▶ _TASK_: For each line below that includes the string "another", show the whole line.

[DATA TO EXAMINE]

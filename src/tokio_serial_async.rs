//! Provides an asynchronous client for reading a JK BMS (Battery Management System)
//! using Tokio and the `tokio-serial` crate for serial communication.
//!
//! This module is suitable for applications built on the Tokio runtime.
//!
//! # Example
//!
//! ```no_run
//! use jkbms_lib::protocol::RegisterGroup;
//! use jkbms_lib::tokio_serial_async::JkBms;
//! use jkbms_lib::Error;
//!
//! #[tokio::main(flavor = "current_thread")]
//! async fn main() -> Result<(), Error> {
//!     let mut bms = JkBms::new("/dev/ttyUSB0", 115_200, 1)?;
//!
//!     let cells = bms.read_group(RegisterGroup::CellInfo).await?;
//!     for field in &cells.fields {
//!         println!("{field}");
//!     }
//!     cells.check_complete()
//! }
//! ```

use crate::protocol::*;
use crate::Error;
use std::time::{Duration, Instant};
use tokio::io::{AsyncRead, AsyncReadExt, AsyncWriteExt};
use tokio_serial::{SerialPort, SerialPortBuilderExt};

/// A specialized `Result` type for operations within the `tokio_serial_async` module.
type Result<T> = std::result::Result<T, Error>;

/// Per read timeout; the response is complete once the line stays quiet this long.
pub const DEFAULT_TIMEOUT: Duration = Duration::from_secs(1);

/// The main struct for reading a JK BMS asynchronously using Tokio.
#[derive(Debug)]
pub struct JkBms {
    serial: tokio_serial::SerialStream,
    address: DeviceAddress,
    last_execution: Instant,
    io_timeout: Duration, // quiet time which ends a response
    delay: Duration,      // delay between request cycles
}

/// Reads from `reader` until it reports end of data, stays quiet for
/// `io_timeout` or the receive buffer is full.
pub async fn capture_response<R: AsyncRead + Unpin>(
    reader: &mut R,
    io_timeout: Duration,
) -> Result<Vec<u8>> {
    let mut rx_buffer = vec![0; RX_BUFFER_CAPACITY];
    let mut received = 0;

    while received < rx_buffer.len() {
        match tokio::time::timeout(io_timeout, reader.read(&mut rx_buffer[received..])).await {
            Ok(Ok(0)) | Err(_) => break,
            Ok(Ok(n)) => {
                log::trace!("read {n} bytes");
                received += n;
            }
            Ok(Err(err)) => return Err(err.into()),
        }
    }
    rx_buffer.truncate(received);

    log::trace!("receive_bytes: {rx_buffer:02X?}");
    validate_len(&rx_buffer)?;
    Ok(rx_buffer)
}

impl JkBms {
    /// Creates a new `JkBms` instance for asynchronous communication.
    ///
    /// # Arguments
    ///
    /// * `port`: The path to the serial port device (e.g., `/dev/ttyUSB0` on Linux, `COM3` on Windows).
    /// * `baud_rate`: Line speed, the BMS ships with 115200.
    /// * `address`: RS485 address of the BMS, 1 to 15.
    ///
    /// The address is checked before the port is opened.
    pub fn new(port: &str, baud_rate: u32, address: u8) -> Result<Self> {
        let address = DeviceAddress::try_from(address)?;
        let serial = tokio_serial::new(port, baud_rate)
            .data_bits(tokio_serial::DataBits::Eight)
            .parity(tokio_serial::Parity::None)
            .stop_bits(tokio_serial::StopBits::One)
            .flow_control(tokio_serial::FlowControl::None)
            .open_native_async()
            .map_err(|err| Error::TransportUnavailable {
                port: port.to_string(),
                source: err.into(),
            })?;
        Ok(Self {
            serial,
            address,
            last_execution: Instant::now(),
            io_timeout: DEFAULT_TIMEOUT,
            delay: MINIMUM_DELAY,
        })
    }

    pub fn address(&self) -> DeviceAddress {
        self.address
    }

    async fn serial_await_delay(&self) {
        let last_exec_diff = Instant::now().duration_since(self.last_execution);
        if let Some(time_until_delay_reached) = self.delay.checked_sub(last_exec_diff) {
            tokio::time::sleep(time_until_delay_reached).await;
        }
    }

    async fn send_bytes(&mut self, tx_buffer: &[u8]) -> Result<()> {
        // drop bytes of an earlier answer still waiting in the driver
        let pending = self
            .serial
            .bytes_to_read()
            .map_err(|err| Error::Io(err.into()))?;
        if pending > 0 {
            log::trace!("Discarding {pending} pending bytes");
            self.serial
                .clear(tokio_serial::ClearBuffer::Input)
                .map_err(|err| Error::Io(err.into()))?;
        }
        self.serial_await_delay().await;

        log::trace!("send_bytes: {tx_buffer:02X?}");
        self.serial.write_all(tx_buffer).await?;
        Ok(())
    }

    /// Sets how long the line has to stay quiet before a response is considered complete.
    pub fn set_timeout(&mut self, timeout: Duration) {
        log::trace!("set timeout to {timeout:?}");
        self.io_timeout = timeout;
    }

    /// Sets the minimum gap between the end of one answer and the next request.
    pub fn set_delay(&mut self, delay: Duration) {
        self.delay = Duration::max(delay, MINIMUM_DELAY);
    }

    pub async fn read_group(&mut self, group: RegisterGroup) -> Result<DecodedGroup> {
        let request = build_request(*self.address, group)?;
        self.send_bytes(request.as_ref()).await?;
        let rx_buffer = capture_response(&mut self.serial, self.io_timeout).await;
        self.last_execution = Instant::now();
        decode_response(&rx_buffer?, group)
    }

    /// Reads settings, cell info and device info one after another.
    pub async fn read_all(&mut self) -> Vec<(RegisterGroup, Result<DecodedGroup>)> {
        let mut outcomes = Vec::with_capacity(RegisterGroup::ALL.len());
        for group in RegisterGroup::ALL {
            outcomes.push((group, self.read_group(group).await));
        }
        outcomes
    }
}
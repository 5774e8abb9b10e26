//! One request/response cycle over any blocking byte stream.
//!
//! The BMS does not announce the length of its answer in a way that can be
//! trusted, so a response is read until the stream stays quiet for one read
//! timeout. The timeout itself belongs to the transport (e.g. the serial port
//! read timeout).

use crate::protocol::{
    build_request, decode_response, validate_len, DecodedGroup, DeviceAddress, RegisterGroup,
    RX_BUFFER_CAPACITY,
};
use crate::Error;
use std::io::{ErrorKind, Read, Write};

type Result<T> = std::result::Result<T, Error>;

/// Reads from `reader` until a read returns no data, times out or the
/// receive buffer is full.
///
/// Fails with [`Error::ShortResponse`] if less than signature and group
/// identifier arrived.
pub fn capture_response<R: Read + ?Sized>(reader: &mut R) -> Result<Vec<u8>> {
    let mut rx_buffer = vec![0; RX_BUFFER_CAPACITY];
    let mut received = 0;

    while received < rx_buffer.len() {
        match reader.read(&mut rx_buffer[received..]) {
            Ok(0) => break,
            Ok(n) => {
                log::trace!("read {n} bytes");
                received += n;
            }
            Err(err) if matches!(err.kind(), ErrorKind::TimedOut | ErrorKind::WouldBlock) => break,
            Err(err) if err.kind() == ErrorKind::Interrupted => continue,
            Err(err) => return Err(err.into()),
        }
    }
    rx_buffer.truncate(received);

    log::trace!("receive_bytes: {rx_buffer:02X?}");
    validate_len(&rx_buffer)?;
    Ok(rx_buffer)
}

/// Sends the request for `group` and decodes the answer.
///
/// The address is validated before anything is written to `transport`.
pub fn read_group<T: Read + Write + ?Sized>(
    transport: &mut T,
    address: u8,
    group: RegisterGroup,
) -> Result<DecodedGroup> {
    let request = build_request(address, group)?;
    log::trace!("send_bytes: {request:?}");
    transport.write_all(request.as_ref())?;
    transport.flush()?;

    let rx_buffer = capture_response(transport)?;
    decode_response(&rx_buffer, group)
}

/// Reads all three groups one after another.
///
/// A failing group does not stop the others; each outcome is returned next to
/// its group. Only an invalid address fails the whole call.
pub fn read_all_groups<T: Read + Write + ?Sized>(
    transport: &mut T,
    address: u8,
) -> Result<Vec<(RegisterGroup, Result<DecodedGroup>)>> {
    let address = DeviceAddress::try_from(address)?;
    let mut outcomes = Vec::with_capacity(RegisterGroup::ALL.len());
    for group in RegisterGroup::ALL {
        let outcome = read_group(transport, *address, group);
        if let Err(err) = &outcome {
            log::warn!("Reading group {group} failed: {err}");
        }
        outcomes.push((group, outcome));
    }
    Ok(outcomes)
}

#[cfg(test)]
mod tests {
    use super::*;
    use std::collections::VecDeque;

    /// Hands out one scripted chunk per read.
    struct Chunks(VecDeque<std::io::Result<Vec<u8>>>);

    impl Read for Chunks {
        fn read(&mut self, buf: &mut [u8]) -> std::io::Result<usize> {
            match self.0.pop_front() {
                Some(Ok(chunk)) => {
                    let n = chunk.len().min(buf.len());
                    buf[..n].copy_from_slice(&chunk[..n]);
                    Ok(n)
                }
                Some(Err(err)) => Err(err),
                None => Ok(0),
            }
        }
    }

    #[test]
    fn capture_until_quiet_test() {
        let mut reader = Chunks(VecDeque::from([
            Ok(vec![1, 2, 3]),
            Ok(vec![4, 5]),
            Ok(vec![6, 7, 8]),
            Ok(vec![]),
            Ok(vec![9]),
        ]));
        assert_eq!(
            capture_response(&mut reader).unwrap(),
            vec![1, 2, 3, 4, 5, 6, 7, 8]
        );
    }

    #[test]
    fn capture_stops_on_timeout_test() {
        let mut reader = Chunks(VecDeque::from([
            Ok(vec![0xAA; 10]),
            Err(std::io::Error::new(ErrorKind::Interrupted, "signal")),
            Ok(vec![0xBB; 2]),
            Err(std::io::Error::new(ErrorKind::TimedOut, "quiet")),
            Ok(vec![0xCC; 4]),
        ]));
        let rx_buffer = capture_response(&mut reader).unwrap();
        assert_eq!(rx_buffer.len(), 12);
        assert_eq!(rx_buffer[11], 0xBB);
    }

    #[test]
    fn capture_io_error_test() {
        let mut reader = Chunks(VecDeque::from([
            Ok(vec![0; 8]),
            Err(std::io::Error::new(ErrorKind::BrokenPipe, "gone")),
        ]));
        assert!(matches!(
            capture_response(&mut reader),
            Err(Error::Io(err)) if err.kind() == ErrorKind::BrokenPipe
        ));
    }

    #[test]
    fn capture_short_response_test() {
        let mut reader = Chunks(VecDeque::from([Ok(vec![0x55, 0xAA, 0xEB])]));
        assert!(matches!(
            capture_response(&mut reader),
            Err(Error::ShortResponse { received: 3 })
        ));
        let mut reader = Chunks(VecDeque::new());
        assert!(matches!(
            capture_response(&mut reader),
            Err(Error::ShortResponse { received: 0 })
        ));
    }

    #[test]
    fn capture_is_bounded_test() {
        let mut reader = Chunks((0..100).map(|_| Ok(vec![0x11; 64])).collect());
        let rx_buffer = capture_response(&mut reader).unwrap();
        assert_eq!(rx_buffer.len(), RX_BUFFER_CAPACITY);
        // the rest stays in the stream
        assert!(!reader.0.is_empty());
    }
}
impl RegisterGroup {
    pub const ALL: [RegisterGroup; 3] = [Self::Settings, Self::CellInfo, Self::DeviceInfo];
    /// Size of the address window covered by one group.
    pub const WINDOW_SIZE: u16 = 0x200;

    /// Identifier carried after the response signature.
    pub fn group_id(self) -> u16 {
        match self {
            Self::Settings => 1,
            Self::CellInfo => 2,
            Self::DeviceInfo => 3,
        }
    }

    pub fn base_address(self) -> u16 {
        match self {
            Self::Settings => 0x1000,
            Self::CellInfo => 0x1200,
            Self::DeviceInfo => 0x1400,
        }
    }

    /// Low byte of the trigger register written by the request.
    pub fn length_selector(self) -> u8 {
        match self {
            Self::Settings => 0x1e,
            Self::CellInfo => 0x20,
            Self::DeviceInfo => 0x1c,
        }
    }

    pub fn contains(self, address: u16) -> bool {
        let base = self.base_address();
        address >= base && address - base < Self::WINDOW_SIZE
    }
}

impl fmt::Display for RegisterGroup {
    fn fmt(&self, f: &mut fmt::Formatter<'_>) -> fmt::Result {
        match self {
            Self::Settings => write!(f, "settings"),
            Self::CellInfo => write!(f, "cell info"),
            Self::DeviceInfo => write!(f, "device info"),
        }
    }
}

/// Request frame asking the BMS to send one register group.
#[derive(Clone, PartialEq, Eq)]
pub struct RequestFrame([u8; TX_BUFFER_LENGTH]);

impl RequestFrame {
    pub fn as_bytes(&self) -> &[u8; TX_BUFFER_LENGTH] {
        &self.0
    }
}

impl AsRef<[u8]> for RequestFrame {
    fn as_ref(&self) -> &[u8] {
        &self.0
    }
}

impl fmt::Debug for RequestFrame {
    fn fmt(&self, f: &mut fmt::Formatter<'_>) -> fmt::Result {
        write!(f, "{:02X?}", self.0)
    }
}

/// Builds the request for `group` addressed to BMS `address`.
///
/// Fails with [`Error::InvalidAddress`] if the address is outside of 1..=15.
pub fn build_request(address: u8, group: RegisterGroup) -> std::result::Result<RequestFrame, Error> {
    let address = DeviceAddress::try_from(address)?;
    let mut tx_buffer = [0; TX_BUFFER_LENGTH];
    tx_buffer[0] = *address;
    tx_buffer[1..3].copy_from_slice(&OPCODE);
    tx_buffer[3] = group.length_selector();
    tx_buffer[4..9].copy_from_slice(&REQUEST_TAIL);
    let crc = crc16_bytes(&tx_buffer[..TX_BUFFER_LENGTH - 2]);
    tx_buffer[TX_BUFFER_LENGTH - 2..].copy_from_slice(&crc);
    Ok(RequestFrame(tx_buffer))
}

[/DATA TO EXAMINE]

▶ _SOLUTION TO THIS TASK_:
    /// Reads settings, cell info and device info one after another.
/// Reads all three groups one after another.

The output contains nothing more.